CISC-365, December 2, 2009

20091202

Approximation Algorithms

Approximating the Travelling Salesperson Problem - general case.

Let us suppose that we have a polynomial time algorithm A that is a RHO-approximation for the general TSP. We will show that A lets us solve an NP-Complete problem in polynomial time. Thus A can only exist if P = NP.

Suppose we have an instance of the Hamilton Cycle problem: Given a graph G with n vertices, does G contain a cycle that passes through each vertex exactly once?

We will convert this HC instance into an instance of TSP - and we will do it in such a way that the only way our hypothetical algorithm A can get within a factor of RHO of the optimal solution is by correctly answering the original HC question on the graph G.

To construct an instance of TSP, we need a complete graph (ie no missing edges) and the edges must all have weights. We start by giving all edges of G the weight 1. Note that if G does have a Ham Cycle, the total weight of the cycle is n (it consists of n edges, each with weight 1).

Now add in all the missing edges, and give each new edge the weight n*RHO + 1. Note that if G does not have a Ham Cycle, then any Ham Cycle of the graph after the new edges have been added must include at least one of the new edges, and so its weight is > n*RHO.

Now apply our hypothetical algorithm A to this instance of TSP. There are only two possibilities:

1. G has a Ham Cycle. In this case the optimal solution to the TSP has weight n, and since A must get within a factor of RHO of the optimal solution, A cannot choose any of the new edges (doing so would result in a solution that weighs more than n*RHO). Thus the only way A can get within a factor of RHO of the optimal solution is to actually find the Ham Cycle in G, and return a solution with total weight = n.

2. G does not have a Ham Cycle. In this case A's solution must contain at least one of the new edges, and so A's solution will have weight > n*RHO

Thus, A will either return a TSP solution with weight n, which tells us that G has a Ham Cycle, or A will return a TSP solution with weight > n*RHO, which tells us that G does not have a Ham Cycle.
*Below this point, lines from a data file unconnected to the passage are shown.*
/// Resolve one typed value per referenced parameter. Precedence per name:
/// request value, then global variable, then spec default; none → error.
/// Request entries for names the statement never references are ignored.
pub fn bind(
    specs: &HashMap<String, ParamSpec>,
    referenced: &[String],
    request: &HashMap<String, Value>,
    globals: &HashMap<String, String>,
) -> Result<Vec<BoundParam>, BindError> {
    let mut bound = Vec::with_capacity(referenced.len());
    for name in referenced {
        let expected = specs.get(name).map(|s| s.expected).unwrap_or(ParamType::Text);
        let value = if let Some(value) = request.get(name) {
            coerce_json(name, expected, value)?
        } else if let Some(raw) = globals.get(name) {
            coerce_str(name, expected, raw)?
        } else if let Some(default) = specs.get(name).and_then(|s| s.default.as_ref()) {
            coerce_json(name, expected, default)?
        } else {
            return Err(BindError::Missing(name.clone()));
        };
        bound.push(BoundParam { name: name.clone(), value });
    }
    Ok(bound)
}

/// Coerce a JSON request value to the declared type.
pub fn coerce_json(name: &str, expected: ParamType, value: &Value) -> Result<TypedValue, BindError> {
    if value.is_null() {
        return Ok(TypedValue::Null);
    }
    match expected {
        ParamType::Uuid => match value.as_str() {
            Some(s) => Uuid::parse_str(s.trim())
                .map(TypedValue::Uuid)
                .map_err(|_| invalid(name, format!("{s:?} is not a valid UUID"))),
            None => Err(invalid(name, "expected a UUID string")),
        },
        ParamType::Int => {
            if let Some(i) = value.as_i64() {
                Ok(TypedValue::Int(i))
            } else if let Some(s) = value.as_str() {
                s.trim()
                    .parse::<i64>()
                    .map(TypedValue::Int)
                    .map_err(|_| invalid(name, format!("{s:?} is not an integer")))
            } else {
                Err(invalid(name, "expected an integer"))
            }
        }
        ParamType::Numeric => match value {
            Value::Number(n) => {
                let text = n.to_string();
                if is_plain_decimal(&text) {
                    Ok(TypedValue::Numeric(text))
                } else {
                    Err(invalid(name, format!("{text:?} is not a plain decimal")))
                }
            }
            Value::String(s) => {
                let trimmed = s.trim();
                if is_plain_decimal(trimmed) {
                    Ok(TypedValue::Numeric(trimmed.to_string()))
                } else {
                    Err(invalid(name, format!("{s:?} is not a plain decimal")))
                }
            }
            _ => Err(invalid(name, "expected a decimal number")),
        },
        ParamType::Text => match value {
            Value::String(s) => Ok(TypedValue::Text(s.clone())),
            Value::Number(n) => Ok(TypedValue::Text(n.to_string())),
            Value::Bool(b) => Ok(TypedValue::Text(b.to_string())),
            _ => Err(invalid(name, "expected a text value")),
        },
        ParamType::Timestamp => {
            if let Some(ms) = value.as_i64() {
                DateTime::<Utc>::from_timestamp_millis(ms)
                    .map(TypedValue::Timestamp)
                    .ok_or_else(|| invalid(name, format!("{ms} is out of range for a timestamp")))
            } else if let Some(s) = value.as_str() {
                parse_timestamp(s)
                    .map(TypedValue::Timestamp)
                    .ok_or_else(|| invalid(name, format!("{s:?} is not a recognized timestamp")))
            } else {
                Err(invalid(name, "expected a timestamp string or epoch milliseconds"))
            }
        }
        ParamType::Bool => match value {
            Value::Bool(b) => Ok(TypedValue::Bool(*b)),
            Value::String(s) => parse_bool(s)
                .map(TypedValue::Bool)
                .ok_or_else(|| invalid(name, format!("{s:?} is not a boolean"))),
            _ => Err(invalid(name, "expected a boolean")),
        },
        ParamType::Json => Ok(TypedValue::Json(value.clone())),
        ParamType::TextArray => match value.as_array() {
            Some(items) => items
                .iter()
                .map(|item| match item {
                    Value::String(s) => Ok(s.clone()),
                    Value::Number(n) => Ok(n.to_string()),
                    Value::Bool(b) => Ok(b.to_string()),
                    _ => Err(invalid(name, "array elements must be scalars")),
                })
                .collect::<Result<Vec<_>, _>>()
                .map(TypedValue::TextArray),
            None => Err(invalid(name, "expected an array of text values")),
        },
        ParamType::UuidArray => match value.as_array() {
            Some(items) => items
                .iter()
                .map(|item| match item.as_str() {
                    Some(s) => Uuid::parse_str(s.trim())
                        .map_err(|_| invalid(name, format!("{s:?} is not a valid UUID"))),
                    None => Err(invalid(name, "array elements must be UUID strings")),
                })
                .collect::<Result<Vec<_>, _>>()
                .map(TypedValue::UuidArray),
            None => Err(invalid(name, "expected an array of UUID strings")),
        },
    }
}
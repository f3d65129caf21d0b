//! Prime field elements used for every hash, root and leaf in the forest
//!
//! All values are residues modulo the BN254 scalar field prime. The type keeps
//! the canonical (fully reduced) representative, so equality and ordering are
//! exact and the big-endian byte encoding is unique.

use anyhow::{anyhow, Result};
use ruint::aliases::U256;
use serde::{Deserialize, Deserializer, Serialize, Serializer};
use std::fmt;
use std::str::FromStr;

/// BN254 scalar field modulus
/// `0x30644e72e131a029b85045b68181585d2833e84879b9709143e1f593f0000001`
pub const MODULUS: U256 = U256::from_limbs([
    0x43e1f593f0000001,
    0x2833e84879b97091,
    0xb85045b68181585d,
    0x30644e72e131a029,
]);

/// Number of significant bits of [`MODULUS`]
pub const MODULUS_BITS: usize = 254;

/// A canonical element of the BN254 scalar field
#[derive(Clone, Copy, PartialEq, Eq, PartialOrd, Ord, Hash, Default)]
pub struct Field(U256);

impl Field {
    pub const ZERO: Field = Field(U256::ZERO);

    /// Reduces an arbitrary 256-bit integer into the field
    pub fn new(value: U256) -> Self {
        Field(value.reduce_mod(MODULUS))
    }

    pub fn zero() -> Self {
        Self::ZERO
    }

    pub fn one() -> Self {
        Field(U256::from(1u64))
    }

    pub fn from_u64(value: u64) -> Self {
        Field(U256::from(value))
    }

    /// Interprets 32 big-endian bytes as an integer and reduces it
    pub fn from_be_bytes_reduced(bytes: [u8; 32]) -> Self {
        Self::new(U256::from_be_bytes::<32>(bytes))
    }

    /// Strict decoding: rejects encodings that are not canonical
    pub fn from_be_slice(bytes: &[u8]) -> Result<Self> {
        let value = U256::try_from_be_slice(bytes)
            .ok_or_else(|| anyhow!("field encoding too long: {} bytes", bytes.len()))?;
        if value >= MODULUS {
            return Err(anyhow!("value 0x{:x} is not a canonical field element", value));
        }
        Ok(Field(value))
    }

    pub fn to_be_bytes(&self) -> [u8; 32] {
        self.0.to_be_bytes::<32>()
    }

    pub fn as_uint(&self) -> U256 {
        self.0
    }

    pub fn is_zero(&self) -> bool {
        self.0 == U256::ZERO
    }

    /// Bit `index` of the canonical representative (bit 0 is least significant)
    pub fn bit(&self, index: usize) -> bool {
        index < 256 && self.0.bit(index)
    }

    /// The lowest `bits` bits, used to map a value into a tree's index space
    pub fn low_bits(&self, bits: usize) -> U256 {
        if bits >= 256 {
            return self.0;
        }
        let mask = (U256::from(1u64) << bits) - U256::from(1u64);
        self.0 & mask
    }

    /// Lossless conversion to `u64`, failing when the value does not fit
    pub fn to_u64(&self) -> Result<u64> {
        u64::try_from(self.0).map_err(|_| anyhow!("field element 0x{:x} exceeds u64", self.0))
    }

    pub fn to_hex(&self) -> String {
        format!("0x{}", hex::encode(self.to_be_bytes()))
    }
}

impl From<u64> for Field {
    fn from(value: u64) -> Self {
        Self::from_u64(value)
    }
}

impl FromStr for Field {
    type Err = anyhow::Error;

    /// Accepts `0x`-prefixed hex or a plain decimal literal
    fn from_str(s: &str) -> Result<Self> {
        if let Some(stripped) = s.strip_prefix("0x") {
            let bytes = hex::decode(stripped)?;
            if bytes.len() > 32 {
                return Err(anyhow!("hex literal longer than 32 bytes"));
            }
            let mut padded = [0u8; 32];
            padded[32 - bytes.len()..].copy_from_slice(&bytes);
            Field::from_be_slice(&padded)
        } else {
            let value = U256::from_str_radix(s, 10).map_err(|e| anyhow!("invalid decimal {}: {}", s, e))?;
            if value >= MODULUS {
                return Err(anyhow!("decimal {} is outside the field", s));
            }
            Ok(Field(value))
        }
    }
}

impl fmt::Display for Field {
    fn fmt(&self, f: &mut fmt::Formatter<'_>) -> fmt::Result {
        write!(f, "{}", self.to_hex())
    }
}

impl fmt::Debug for Field {
    fn fmt(&self, f: &mut fmt::Formatter<'_>) -> fmt::Result {
        write!(f, "Field({})", self.to_hex())
    }
}

impl Serialize for Field {
    fn serialize<S: Serializer>(&self, serializer: S) -> std::result::Result<S::Ok, S::Error> {
        serializer.serialize_str(&self.to_hex())
    }
}

impl<'de> Deserialize<'de> for Field {
    fn deserialize<D: Deserializer<'de>>(deserializer: D) -> std::result::Result<Self, D::Error> {
        let s = String::deserialize(deserializer)?;
        Field::from_str(&s).map_err(serde::de::Error::custom)
    }
}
Thus, A solves the Ham Cycle problem on G in polynomial time. Since Ham Cycle is NP-Complete, this implies that P=NP.

The conclusion is that if A exists, then P=NP. Since most researchers believe that P != NP, this is taken as strong evidence that algorithm A cannot exist.

Randomized Approximation Algorithms

Our final topic (loud cheers from long-suffering students!) looks at approximation algorithms which cannot be guaranteed to get within a factor of RHO of the optimal solution, but which contain some random choices, the result of which is a solution that we expect to be within a factor of RHO of the optimal solution.

As an example, consider the MAX-3-CNF-SAT problem: it's an optimization version of the satisfiability problem. More formally we can state the problem as follows: given a boolean expression with n literals and m clauses in CNF form, in which each clause contains exactly 3 literals, what is the maximum number of clauses that can be simultaneously true? If the expression is satisfiable, the answer to MAX-3-CNF-SAT is m, but if the expression is not satisfiable, we are trying to determine how close to satisfiable it is. (As a motivation, we might imagine that each clause represents a specification requirement on a piece of software. We are asking how many of these requirements can be simultaneously satisfied.)

We will put some simple restrictions on the boolean expression - these do not affect the problem, but they simplify our analysis. We will assume
    - each clause contains distinct literals - for example, a clause like (x3 or x3 or x4) is not allowed
    - no clause contains a literal and its negation - for example, a clause like (x3 or not x3 or x4) is not allowed

Our algorithm is almost laughably simple. We assign the value True to each literal with probability 50% (and therefore, False is assigned to each literal with probability 50% also). This is obviously a polynomial-time algorithm - we will show that the expected number of clauses that are satisfied under this truth assignment is within a constant factor of the maximum number of clauses that can be satisfied.

For each clause, the probability that the clause is satisfied is 7/8 (since the only way the clause can be unsatisfied is if all three literals are false).

Let Yi be a new variable such that
        Yi = 1 if clause i is satisfied
        Yi = 0 if clause i is not satisfied

The expected value of Yi is E(Yi) = 7/8

Let Y = Y1 + Y2 + ... +Ym

Y is the number of clauses that are satisfied.

By the linearity of expectation, we see that E(Y) = E(Y1) + E(Y2) + ... + E(Ym) = m*7/8

Now we need an upper bound on the number of clauses satisfied in the optimal solution. We could try for something clever, but there is no need - we can use trivial upper bound: since the expression has m clauses, the optimal solution must satisfy <= m clauses.

Let C* be the number of clauses satisfied in the optimal solution, and let C be the number of clauses satisfied by our algorithm. Then the ratio C*/C <= m/C.

As we have seen above, the expected value of C is m*7/8, so the expected value of m/C is 8/7. Thus we see that the expected result of the algorithm is that C*/C <= 8/7, and the algorithm is a randomized 8/7-approximation algorithm for MAX-3-CNF-SAT.